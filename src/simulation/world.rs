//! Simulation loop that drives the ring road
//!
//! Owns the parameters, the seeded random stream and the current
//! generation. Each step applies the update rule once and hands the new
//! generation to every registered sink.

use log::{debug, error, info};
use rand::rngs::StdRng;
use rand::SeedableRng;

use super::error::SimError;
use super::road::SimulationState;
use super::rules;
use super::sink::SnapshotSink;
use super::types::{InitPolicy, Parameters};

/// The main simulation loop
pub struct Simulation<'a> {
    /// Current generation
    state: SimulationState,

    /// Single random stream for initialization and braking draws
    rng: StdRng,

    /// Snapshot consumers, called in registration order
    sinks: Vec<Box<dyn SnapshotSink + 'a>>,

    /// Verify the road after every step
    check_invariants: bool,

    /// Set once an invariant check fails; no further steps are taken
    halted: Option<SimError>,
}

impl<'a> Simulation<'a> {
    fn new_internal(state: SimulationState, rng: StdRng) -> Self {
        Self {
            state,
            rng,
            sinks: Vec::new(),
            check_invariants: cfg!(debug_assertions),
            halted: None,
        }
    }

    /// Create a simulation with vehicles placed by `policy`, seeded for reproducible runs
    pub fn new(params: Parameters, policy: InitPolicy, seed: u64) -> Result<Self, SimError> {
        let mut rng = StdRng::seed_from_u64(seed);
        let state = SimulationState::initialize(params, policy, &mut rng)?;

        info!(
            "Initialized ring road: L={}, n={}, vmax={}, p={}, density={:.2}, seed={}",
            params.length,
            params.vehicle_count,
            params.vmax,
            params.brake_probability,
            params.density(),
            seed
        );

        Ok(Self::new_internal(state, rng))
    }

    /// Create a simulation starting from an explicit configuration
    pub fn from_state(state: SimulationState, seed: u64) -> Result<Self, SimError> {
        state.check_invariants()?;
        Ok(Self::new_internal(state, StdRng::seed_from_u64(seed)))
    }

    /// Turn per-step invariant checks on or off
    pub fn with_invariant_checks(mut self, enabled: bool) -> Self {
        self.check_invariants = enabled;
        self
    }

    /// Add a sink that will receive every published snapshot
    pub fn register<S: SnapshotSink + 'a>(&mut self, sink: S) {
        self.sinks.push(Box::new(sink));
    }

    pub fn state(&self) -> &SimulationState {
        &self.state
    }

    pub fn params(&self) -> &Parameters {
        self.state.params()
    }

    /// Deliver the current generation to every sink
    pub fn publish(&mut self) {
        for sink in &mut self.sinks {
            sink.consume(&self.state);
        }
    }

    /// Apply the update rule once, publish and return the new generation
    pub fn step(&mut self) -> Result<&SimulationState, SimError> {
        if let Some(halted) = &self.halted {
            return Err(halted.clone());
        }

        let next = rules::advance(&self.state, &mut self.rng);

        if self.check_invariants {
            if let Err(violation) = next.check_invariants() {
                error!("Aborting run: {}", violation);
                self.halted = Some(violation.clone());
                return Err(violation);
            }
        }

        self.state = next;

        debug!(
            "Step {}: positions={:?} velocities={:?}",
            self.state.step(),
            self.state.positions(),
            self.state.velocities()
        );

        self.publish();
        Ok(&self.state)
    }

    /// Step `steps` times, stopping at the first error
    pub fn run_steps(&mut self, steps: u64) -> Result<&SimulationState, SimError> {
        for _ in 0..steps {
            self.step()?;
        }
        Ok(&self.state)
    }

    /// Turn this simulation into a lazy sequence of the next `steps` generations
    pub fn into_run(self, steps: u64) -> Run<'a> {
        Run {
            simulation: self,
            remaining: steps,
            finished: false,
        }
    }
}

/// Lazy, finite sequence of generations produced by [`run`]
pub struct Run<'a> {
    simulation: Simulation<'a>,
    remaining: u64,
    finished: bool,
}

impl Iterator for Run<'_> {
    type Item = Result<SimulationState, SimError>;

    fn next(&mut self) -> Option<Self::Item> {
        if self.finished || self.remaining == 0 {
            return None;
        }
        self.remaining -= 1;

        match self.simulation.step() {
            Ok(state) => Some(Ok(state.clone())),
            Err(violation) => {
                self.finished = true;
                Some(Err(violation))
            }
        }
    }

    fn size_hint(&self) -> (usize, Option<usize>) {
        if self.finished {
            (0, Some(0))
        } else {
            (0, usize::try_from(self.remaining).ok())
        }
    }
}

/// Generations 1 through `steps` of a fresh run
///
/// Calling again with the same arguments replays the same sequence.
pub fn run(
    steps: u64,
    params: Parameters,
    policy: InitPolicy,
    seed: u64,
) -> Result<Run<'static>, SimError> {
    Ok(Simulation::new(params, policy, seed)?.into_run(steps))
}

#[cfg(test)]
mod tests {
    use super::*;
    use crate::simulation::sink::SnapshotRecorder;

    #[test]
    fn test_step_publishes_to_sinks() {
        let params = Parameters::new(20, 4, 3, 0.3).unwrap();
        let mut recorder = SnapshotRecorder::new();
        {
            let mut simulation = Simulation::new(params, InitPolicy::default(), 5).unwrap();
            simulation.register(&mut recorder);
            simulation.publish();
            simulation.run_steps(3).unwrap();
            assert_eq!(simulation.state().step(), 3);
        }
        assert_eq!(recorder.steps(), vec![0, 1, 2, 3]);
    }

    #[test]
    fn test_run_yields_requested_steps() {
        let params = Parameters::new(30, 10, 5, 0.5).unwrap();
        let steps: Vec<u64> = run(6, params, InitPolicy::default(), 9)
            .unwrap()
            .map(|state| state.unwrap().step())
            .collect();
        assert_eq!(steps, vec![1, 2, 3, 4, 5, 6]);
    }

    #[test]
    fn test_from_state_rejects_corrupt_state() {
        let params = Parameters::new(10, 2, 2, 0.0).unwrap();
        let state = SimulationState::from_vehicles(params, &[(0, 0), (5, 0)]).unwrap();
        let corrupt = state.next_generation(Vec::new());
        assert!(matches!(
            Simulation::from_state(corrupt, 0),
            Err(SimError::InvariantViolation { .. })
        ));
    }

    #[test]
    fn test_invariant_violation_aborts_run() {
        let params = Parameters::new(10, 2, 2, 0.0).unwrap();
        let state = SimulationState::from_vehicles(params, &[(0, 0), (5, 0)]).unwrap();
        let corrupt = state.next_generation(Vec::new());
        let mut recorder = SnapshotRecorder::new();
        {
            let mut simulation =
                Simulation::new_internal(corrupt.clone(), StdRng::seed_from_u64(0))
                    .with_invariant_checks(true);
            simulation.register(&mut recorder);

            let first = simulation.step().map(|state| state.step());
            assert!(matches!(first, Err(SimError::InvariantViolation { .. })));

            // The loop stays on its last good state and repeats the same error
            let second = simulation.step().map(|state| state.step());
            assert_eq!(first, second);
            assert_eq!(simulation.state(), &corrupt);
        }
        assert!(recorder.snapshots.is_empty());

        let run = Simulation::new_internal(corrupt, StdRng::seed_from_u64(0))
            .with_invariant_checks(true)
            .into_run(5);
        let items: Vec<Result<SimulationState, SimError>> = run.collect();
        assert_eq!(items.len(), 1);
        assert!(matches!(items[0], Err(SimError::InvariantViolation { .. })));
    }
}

# Aim of the task
When you write the entries out again, keep every word and mark exactly as it is.

# Response area
filename src/simulation/world.rs
//! Simulation loop that drives the ring road
//!
//! Owns the parameters, the seeded random stream and the current
//! generation. Each step applies the update rule once and hands the new
//! generation to every registered sink.

use log::{debug, error, info};
use rand::rngs::StdRng;
use rand::SeedableRng;

use super::error::SimError;
use super::road::SimulationState;
use super::rules;
use super::sink::SnapshotSink;
use super::types::{InitPolicy, Parameters};

/// The main simulation loop
pub struct Simulation<'a> {
    /// Current generation
    state: SimulationState,

    /// Single random stream for initialization and braking draws
    rng: StdRng,

    /// Snapshot consumers, called in registration order
    sinks: Vec<Box<dyn SnapshotSink + 'a>>,

    /// Verify the road after every step
    check_invariants: bool,

    /// Set once an invariant check fails; no further steps are taken
    halted: Option<SimError>,
}

impl<'a> Simulation<'a> {
    fn new_internal(state: SimulationState, rng: StdRng) -> Self {
        Self {
            state,
            rng,
            sinks: Vec::new(),
            check_invariants: cfg!(debug_assertions),
            halted: None,
        }
    }

    /// Create a simulation with vehicles placed by `policy`, seeded for reproducible runs
    pub fn new(params: Parameters, policy: InitPolicy, seed: u64) -> Result<Self, SimError> {
        let mut rng = StdRng::seed_from_u64(seed);
        let state = SimulationState::initialize(params, policy, &mut rng)?;

        info!(
            "Initialized ring road: L={}, n={}, vmax={}, p={}, density={:.2}, seed={}",
            params.length,
            params.vehicle_count,
            params.vmax,
            params.brake_probability,
            params.density(),
            seed
        );

        Ok(Self::new_internal(state, rng))
    }

    /// Create a simulation starting from an explicit configuration
    pub fn from_state(state: SimulationState, seed: u64) -> Result<Self, SimError> {
        state.check_invariants()?;
        Ok(Self::new_internal(state, StdRng::seed_from_u64(seed)))
    }

    /// Turn per-step invariant checks on or off
    pub fn with_invariant_checks(mut self, enabled: bool) -> Self {
        self.check_invariants = enabled;
        self
    }

    /// Add a sink that will receive every published snapshot
    pub fn register<S: SnapshotSink + 'a>(&mut self, sink: S) {
        self.sinks.push(Box::new(sink));
    }

    pub fn state(&self) -> &SimulationState {
        &self.state
    }

    pub fn params(&self) -> &Parameters {
        self.state.params()
    }

    /// Deliver the current generation to every sink
    pub fn publish(&mut self) {
        for sink in &mut self.sinks {
            sink.consume(&self.state);
        }
    }

    /// Apply the update rule once, publish and return the new generation
    pub fn step(&mut self) -> Result<&SimulationState, SimError> {
        if let Some(halted) = &self.halted {
            return Err(halted.clone());
        }

        let next = rules::advance(&self.state, &mut self.rng);

        if self.check_invariants {
            if let Err(violation) = next.check_invariants() {
                error!("Aborting run: {}", violation);
                self.halted = Some(violation.clone());
                return Err(violation);
            }
        }

        self.state = next;

        debug!(
            "Step {}: positions={:?} velocities={:?}",
            self.state.step(),
            self.state.positions(),
            self.state.velocities()
        );

        self.publish();
        Ok(&self.state)
    }

    /// Step `steps` times, stopping at the first error
    pub fn run_steps(&mut self, steps: u64) -> Result<&SimulationState, SimError> {
        for _ in 0..steps {
            self.step()?;
        }
        Ok(&self.state)
    }

    /// Turn this simulation into a lazy sequence of the next `steps` generations
    pub fn into_run(self, steps: u64) -> Run<'a> {
        Run {
            simulation: self,
            remaining: steps,
            finished: false,
        }
    }
}

/// Lazy, finite sequence of generations produced by [`run`]
pub struct Run<'a> {
    simulation: Simulation<'a>,
    remaining: u64,
    finished: bool,
}

impl Iterator for Run<'_> {
    type Item = Result<SimulationState, SimError>;

    fn next(&mut self) -> Option<Self::Item> {
        if self.finished || self.remaining == 0 {
            return None;
        }
        self.remaining -= 1;

        match self.simulation.step() {
            Ok(state) => Some(Ok(state.clone())),
            Err(violation) => {
                self.finished = true;
                Some(Err(violation))
            }
        }
    }

    fn size_hint(&self) -> (usize, Option<usize>) {
        if self.finished {
            (0, Some(0))
        } else {
            (0, usize::try_from(self.remaining).ok())
        }
    }
}

/// Generations 1 through `steps` of a fresh run
///
/// Calling again with the same arguments replays the same sequence.
pub fn run(
    steps: u64,
    params: Parameters,
    policy: InitPolicy,
    seed: u64,
) -> Result<Run<'static>, SimError> {
    Ok(Simulation::new(params, policy, seed)?.into_run(steps))
}

#[cfg(test)]
mod tests {
    use super::*;
    use crate::simulation::sink::SnapshotRecorder;

    #[test]
    fn test_step_publishes_to_sinks() {
        let params = Parameters::new(20, 4, 3, 0.3).unwrap();
        let mut recorder = SnapshotRecorder::new();
        {
            let mut simulation = Simulation::new(params, InitPolicy::default(), 5).unwrap();
            simulation.register(&mut recorder);
            simulation.publish();
            simulation.run_steps(3).unwrap();
            assert_eq!(simulation.state().step(), 3);
        }
        assert_eq!(recorder.steps(), vec![0, 1, 2, 3]);
    }

    #[test]
    fn test_run_yields_requested_steps() {
        let params = Parameters::new(30, 10, 5, 0.5).unwrap();
        let steps: Vec<u64> = run(6, params, InitPolicy::default(), 9)
            .unwrap()
            .map(|state| state.unwrap().step())
            .collect();
        assert_eq!(steps, vec![1, 2, 3, 4, 5, 6]);
    }

    #[test]
    fn test_from_state_rejects_corrupt_state() {
        let params = Parameters::new(10, 2, 2, 0.0).unwrap();
        let state = SimulationState::from_vehicles(params, &[(0, 0), (5, 0)]).unwrap();
        let corrupt = state.next_generation(Vec::new());
        assert!(matches!(
            Simulation::from_state(corrupt, 0),
            Err(SimError::InvariantViolation { .. })
        ));
    }

    #[test]
    fn test_invariant_violation_aborts_run() {
        let params = Parameters::new(10, 2, 2, 0.0).unwrap();
        let state = SimulationState::from_vehicles(params, &[(0, 0), (5, 0)]).unwrap();
        let corrupt = state.next_generation(Vec::new());
        let mut recorder = SnapshotRecorder::new();
        {
            let mut simulation =
                Simulation::new_internal(corrupt.clone(), StdRng::seed_from_u64(0))
                    .with_invariant_checks(true);
            simulation.register(&mut recorder);

            let first = simulation.step().map(|state| state.step());
            assert!(matches!(first, Err(SimError::InvariantViolation { .. })));

            // The loop stays on its last good state and repeats the same error
            let second = simulation.step().map(|state| state.step());
            assert_eq!(first, second);
            assert_eq!(simulation.state(), &corrupt);
        }
        assert!(recorder.snapshots.is_empty());

        let run = Simulation::new_internal(corrupt, StdRng::seed_from_u64(0))
            .with_invariant_checks(true)
            .into_run(5);
        let items: Vec<Result<SimulationState, SimError>> = run.collect();
        assert_eq!(items.len(), 1);
        assert!(matches!(items[0], Err(SimError::InvariantViolation { .. })));
    }
}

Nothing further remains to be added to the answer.